PROBLEM STATEMENT: Report every line of the entries that contains the word "many".

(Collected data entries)
//! Modifier catalog
//!
//! Concrete [`Modifier`](crate::Modifier) implementations, grouped by concern:
//! - markers: metadata only
//! - typed, enumeration: scalar and enum types
//! - instance, collection, shape, union: composite types that recurse
//! - presence, checks: validators
//! - transformers: value transformations
//! - callback, fields, auth: user callbacks, cross-field rules, operator and crypto helpers

mod auth;
mod callback;
mod checks;
mod collection;
mod enumeration;
mod fields;
mod instance;
mod markers;
mod presence;
mod shape;
mod transformers;
mod typed;
mod union;

pub(crate) use auth::{Asop, CheckPw, RandomDigits, Salt};
pub(crate) use callback::{Compare, OnSave, Preserialize, SetOnSave, ValidateWith};
pub use callback::Verdict;
pub(crate) use checks::Check;
pub(crate) use collection::{DictOf, ListOf};
pub(crate) use enumeration::EnumOf;
pub(crate) use fields::{Equals, EqualsField, Fval};
pub(crate) use instance::InstanceOf;
pub(crate) use markers::Marker;
pub(crate) use presence::{Invalid, Nonnull, Present, PresentWith, PresentWithout, Required};
pub(crate) use shape::Shape;
pub(crate) use transformers::{DefaultValue, Transformer};
pub(crate) use typed::TypeCheck;
pub(crate) use union::Union;

pub use auth::verify_password;
//! Key encoding between wire names and field names
//!
//! Field names are snake_case; JSON keys are lowerCamelCase when a class
//! camelizes its keys. Reference keys name the stored id(s) of a local-key
//! relationship field: `author` → `author_id`, `tags` → `tag_ids`.

use heck::{ToLowerCamelCase, ToSnakeCase};

/// `created_at` → `createdAt`
#[inline]
#[must_use]
pub fn camelize(key: &str) -> String {
    key.to_lower_camel_case()
}

/// `createdAt` → `created_at`
#[inline]
#[must_use]
pub fn underscore(key: &str) -> String {
    key.to_snake_case()
}

/// Reference key of a relationship field
///
/// Single references append `_id`. List references singularize a trailing
/// `s` and append `_ids`.
#[must_use]
pub fn reference_key(field_name: &str, many: bool) -> String {
    if many {
        let stem = field_name.strip_suffix('s').unwrap_or(field_name);
        format!("{stem}_ids")
    } else {
        format!("{field_name}_id")
    }
}

#[cfg(test)]
mod tests {
    use super::*;

    #[test]
    fn camelize_and_back() {
        assert_eq!(camelize("updated_at"), "updatedAt");
        assert_eq!(camelize("name"), "name");
        assert_eq!(underscore("hexColor"), "hex_color");
        assert_eq!(underscore("name"), "name");
    }

    #[test]
    fn reference_keys() {
        assert_eq!(reference_key("author", false), "author_id");
        assert_eq!(reference_key("products", true), "product_ids");
        assert_eq!(camelize(&reference_key("products", true)), "productIds");
    }
}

FINISHED EXERCISE:
pub fn reference_key(field_name: &str, many: bool) -> String {
    if many {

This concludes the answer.